### Work request:
Within the listing that follows, how many lines contain the word "Whether"? Only the number is wanted.

### Supplied entries:
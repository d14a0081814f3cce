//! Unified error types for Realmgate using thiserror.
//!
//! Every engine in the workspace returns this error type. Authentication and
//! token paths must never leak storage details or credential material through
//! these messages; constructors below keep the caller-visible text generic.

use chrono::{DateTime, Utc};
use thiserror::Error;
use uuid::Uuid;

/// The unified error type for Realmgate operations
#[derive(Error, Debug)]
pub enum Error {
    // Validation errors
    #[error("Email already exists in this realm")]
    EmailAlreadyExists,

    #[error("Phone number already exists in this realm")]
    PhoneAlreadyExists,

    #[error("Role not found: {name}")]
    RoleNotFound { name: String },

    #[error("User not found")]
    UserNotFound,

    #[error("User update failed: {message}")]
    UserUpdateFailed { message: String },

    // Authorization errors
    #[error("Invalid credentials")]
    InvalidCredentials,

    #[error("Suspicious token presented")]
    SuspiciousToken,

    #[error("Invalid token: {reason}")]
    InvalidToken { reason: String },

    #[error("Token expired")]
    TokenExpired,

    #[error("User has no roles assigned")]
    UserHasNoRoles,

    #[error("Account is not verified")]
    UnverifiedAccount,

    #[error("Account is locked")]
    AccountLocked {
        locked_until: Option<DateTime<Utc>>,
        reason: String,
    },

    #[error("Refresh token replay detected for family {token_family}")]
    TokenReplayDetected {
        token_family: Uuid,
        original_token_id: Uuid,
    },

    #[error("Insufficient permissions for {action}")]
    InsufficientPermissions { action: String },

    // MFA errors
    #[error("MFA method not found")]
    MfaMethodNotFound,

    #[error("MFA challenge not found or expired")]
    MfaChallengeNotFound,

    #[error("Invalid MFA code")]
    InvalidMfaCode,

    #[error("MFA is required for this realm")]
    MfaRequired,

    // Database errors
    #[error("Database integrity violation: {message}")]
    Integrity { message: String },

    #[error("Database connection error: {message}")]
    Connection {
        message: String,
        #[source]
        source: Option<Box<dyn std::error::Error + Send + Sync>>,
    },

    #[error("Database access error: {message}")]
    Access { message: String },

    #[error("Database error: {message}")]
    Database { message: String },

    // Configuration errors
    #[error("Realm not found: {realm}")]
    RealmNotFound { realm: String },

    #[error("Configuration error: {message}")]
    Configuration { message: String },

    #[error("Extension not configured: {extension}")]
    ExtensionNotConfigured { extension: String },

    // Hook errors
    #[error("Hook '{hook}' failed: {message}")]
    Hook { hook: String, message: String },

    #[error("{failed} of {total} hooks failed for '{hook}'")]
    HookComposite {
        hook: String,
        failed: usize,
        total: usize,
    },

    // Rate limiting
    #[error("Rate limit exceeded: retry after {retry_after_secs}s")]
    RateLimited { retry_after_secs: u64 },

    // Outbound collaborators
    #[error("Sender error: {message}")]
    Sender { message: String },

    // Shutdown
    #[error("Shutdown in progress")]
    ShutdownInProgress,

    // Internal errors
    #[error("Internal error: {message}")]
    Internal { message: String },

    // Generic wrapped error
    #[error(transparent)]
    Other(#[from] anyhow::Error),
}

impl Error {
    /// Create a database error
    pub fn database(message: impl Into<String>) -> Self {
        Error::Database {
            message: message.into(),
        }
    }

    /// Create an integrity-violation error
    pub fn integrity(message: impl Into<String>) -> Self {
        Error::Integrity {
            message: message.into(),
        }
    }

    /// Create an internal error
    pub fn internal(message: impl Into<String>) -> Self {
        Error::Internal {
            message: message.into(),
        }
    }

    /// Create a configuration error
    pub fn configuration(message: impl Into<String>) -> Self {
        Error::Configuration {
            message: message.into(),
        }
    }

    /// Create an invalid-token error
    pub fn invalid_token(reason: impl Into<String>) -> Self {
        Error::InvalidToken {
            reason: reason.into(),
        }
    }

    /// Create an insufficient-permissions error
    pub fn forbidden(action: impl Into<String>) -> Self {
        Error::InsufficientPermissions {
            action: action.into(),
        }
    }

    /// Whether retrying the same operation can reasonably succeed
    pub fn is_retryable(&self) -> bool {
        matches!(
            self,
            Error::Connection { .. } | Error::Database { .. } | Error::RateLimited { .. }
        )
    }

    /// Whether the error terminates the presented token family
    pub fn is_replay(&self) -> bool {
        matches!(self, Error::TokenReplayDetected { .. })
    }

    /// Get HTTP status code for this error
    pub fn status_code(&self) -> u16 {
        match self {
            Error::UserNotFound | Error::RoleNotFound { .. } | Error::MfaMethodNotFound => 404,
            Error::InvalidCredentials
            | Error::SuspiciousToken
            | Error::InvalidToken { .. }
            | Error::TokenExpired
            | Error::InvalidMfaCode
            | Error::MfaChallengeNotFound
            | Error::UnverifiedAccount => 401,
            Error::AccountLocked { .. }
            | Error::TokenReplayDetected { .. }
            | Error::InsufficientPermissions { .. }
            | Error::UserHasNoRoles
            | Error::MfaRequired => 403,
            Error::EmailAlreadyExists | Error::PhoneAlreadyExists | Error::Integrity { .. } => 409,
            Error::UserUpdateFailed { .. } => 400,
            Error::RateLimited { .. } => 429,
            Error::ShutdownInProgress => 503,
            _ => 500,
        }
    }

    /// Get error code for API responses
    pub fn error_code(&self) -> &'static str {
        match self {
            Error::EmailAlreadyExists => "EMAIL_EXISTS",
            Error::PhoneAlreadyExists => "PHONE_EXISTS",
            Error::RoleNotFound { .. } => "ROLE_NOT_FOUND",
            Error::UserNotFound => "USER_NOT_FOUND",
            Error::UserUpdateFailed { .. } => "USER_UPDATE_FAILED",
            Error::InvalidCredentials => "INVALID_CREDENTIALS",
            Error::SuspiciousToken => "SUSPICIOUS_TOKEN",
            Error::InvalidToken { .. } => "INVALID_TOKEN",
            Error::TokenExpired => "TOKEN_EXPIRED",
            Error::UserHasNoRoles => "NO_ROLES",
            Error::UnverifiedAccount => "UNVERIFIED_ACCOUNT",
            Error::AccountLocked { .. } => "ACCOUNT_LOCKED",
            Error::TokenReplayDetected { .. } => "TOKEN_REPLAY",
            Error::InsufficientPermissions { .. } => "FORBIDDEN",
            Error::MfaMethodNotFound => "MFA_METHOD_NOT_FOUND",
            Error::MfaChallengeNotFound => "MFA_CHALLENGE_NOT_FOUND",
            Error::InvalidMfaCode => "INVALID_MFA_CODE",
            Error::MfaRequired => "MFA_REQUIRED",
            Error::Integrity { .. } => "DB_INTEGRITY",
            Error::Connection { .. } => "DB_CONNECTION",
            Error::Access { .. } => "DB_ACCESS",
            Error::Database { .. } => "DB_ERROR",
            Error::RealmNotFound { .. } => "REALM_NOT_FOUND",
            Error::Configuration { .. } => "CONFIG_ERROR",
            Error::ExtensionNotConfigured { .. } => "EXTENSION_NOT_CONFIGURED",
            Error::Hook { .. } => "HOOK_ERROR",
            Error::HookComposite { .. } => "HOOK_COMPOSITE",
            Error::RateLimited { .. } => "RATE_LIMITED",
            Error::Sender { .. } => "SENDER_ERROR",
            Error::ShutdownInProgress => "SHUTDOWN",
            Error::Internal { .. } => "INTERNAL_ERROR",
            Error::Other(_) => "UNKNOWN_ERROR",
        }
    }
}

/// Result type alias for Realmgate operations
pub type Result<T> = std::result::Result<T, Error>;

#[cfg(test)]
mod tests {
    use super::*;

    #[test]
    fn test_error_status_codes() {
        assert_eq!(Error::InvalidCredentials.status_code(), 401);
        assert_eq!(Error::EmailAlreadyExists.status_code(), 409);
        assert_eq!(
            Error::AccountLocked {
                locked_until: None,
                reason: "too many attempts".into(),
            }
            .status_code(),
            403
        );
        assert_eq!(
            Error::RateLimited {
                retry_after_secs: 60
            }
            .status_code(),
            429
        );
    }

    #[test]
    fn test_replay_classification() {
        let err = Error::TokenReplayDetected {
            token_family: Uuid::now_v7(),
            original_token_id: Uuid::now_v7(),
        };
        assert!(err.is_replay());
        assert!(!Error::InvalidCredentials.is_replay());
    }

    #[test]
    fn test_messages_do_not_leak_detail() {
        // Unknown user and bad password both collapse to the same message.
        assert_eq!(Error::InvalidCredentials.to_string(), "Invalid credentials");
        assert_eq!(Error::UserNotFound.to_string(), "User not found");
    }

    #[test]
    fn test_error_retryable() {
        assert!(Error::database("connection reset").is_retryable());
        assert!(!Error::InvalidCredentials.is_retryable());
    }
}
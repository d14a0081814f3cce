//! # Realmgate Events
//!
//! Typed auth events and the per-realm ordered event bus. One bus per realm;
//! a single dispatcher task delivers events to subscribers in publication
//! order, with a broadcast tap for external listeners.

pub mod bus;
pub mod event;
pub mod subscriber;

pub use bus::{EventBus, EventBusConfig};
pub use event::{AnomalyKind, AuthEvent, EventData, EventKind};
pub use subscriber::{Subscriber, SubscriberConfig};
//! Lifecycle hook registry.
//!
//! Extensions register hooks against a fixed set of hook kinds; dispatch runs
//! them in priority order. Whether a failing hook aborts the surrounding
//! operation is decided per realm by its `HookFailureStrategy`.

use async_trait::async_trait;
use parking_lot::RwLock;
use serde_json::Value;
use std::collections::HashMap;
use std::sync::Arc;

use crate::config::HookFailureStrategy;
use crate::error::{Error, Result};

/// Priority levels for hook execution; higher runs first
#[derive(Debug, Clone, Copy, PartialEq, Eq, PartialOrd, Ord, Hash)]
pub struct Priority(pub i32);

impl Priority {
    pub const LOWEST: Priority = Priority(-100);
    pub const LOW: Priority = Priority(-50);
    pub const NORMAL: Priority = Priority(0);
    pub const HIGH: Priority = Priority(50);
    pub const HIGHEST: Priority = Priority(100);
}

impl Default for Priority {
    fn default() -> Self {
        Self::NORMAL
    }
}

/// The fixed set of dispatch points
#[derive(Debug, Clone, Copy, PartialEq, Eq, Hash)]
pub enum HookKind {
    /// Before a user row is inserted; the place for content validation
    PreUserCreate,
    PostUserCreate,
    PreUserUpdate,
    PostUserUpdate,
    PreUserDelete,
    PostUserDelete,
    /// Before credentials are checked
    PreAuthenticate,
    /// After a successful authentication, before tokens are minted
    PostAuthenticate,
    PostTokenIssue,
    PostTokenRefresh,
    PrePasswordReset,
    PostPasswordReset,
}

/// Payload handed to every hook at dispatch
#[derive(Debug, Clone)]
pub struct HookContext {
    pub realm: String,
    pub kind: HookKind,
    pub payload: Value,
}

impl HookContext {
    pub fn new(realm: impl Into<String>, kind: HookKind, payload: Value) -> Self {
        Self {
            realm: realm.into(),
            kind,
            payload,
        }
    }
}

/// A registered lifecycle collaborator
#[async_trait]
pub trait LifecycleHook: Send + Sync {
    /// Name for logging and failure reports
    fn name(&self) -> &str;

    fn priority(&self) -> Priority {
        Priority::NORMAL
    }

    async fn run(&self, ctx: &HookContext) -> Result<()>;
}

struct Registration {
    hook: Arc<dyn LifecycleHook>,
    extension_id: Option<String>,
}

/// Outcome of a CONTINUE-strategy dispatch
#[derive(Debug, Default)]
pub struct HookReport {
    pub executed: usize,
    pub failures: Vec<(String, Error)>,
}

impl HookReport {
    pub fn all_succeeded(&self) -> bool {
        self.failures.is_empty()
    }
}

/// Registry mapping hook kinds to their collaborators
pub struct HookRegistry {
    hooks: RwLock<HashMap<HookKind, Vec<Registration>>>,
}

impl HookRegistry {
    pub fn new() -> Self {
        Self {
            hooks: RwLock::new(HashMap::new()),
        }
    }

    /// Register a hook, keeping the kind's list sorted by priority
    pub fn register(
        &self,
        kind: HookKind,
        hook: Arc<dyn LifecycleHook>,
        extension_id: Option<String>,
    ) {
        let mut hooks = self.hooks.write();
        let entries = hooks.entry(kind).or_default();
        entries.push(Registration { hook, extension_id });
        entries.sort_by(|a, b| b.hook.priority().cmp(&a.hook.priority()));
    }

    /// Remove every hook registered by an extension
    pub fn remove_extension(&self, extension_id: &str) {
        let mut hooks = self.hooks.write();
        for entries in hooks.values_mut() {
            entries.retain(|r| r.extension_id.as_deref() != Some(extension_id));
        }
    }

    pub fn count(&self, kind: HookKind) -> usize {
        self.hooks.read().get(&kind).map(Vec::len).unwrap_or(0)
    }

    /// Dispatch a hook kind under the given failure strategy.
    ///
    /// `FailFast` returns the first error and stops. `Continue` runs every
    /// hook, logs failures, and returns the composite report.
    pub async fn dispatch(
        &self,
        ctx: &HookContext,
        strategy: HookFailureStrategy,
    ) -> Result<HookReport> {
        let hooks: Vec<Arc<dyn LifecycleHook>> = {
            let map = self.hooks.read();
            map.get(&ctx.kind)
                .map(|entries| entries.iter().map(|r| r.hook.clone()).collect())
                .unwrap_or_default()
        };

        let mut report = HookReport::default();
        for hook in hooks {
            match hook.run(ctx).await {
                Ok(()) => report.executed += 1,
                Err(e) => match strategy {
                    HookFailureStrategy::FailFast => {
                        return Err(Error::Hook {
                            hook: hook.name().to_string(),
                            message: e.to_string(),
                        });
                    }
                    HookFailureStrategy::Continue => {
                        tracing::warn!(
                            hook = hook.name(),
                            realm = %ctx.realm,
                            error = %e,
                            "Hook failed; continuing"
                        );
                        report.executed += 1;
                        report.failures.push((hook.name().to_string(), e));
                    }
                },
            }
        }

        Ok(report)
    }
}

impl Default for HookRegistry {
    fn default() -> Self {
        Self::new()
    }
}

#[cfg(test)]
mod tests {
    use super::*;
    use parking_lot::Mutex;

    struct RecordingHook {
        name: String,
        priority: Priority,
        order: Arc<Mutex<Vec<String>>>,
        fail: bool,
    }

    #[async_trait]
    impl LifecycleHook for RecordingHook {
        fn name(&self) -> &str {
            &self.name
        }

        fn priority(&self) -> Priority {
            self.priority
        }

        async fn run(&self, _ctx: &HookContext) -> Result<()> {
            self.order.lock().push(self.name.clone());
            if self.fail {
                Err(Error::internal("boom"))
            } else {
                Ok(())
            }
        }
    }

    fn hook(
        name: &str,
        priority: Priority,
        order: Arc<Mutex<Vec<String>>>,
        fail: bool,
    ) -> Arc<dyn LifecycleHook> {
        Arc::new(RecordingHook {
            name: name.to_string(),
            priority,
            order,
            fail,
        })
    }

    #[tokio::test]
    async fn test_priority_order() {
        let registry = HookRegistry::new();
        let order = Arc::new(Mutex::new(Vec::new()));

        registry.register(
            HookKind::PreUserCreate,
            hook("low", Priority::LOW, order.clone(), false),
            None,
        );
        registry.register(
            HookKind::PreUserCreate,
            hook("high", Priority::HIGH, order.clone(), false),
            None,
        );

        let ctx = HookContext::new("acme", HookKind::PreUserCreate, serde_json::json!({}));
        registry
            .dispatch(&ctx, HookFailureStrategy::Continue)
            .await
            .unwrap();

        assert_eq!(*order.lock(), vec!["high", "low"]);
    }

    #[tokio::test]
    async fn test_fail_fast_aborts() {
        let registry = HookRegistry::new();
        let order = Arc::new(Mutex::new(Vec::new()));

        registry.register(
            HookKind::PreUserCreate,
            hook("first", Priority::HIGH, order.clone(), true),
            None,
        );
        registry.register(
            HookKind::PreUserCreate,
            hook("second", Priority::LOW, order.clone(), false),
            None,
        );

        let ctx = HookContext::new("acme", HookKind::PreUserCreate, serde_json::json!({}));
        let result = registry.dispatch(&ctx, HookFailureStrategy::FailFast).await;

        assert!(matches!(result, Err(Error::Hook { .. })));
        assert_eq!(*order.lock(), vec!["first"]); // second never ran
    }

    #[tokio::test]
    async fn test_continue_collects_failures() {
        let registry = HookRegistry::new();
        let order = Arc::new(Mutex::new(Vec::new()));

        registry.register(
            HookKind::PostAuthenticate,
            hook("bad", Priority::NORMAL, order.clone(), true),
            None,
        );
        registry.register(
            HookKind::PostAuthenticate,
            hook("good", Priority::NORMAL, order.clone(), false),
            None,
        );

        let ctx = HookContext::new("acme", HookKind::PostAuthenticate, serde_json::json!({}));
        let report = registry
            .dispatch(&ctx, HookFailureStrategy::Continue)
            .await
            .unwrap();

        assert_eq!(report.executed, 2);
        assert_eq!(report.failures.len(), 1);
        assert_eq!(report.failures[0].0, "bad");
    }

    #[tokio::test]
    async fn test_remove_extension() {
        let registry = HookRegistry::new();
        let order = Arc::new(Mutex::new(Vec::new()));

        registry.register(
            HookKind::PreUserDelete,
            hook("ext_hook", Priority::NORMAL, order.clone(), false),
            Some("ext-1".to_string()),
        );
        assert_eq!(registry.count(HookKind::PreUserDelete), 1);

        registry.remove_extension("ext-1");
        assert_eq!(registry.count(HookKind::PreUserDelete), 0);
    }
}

### Worked solution:
3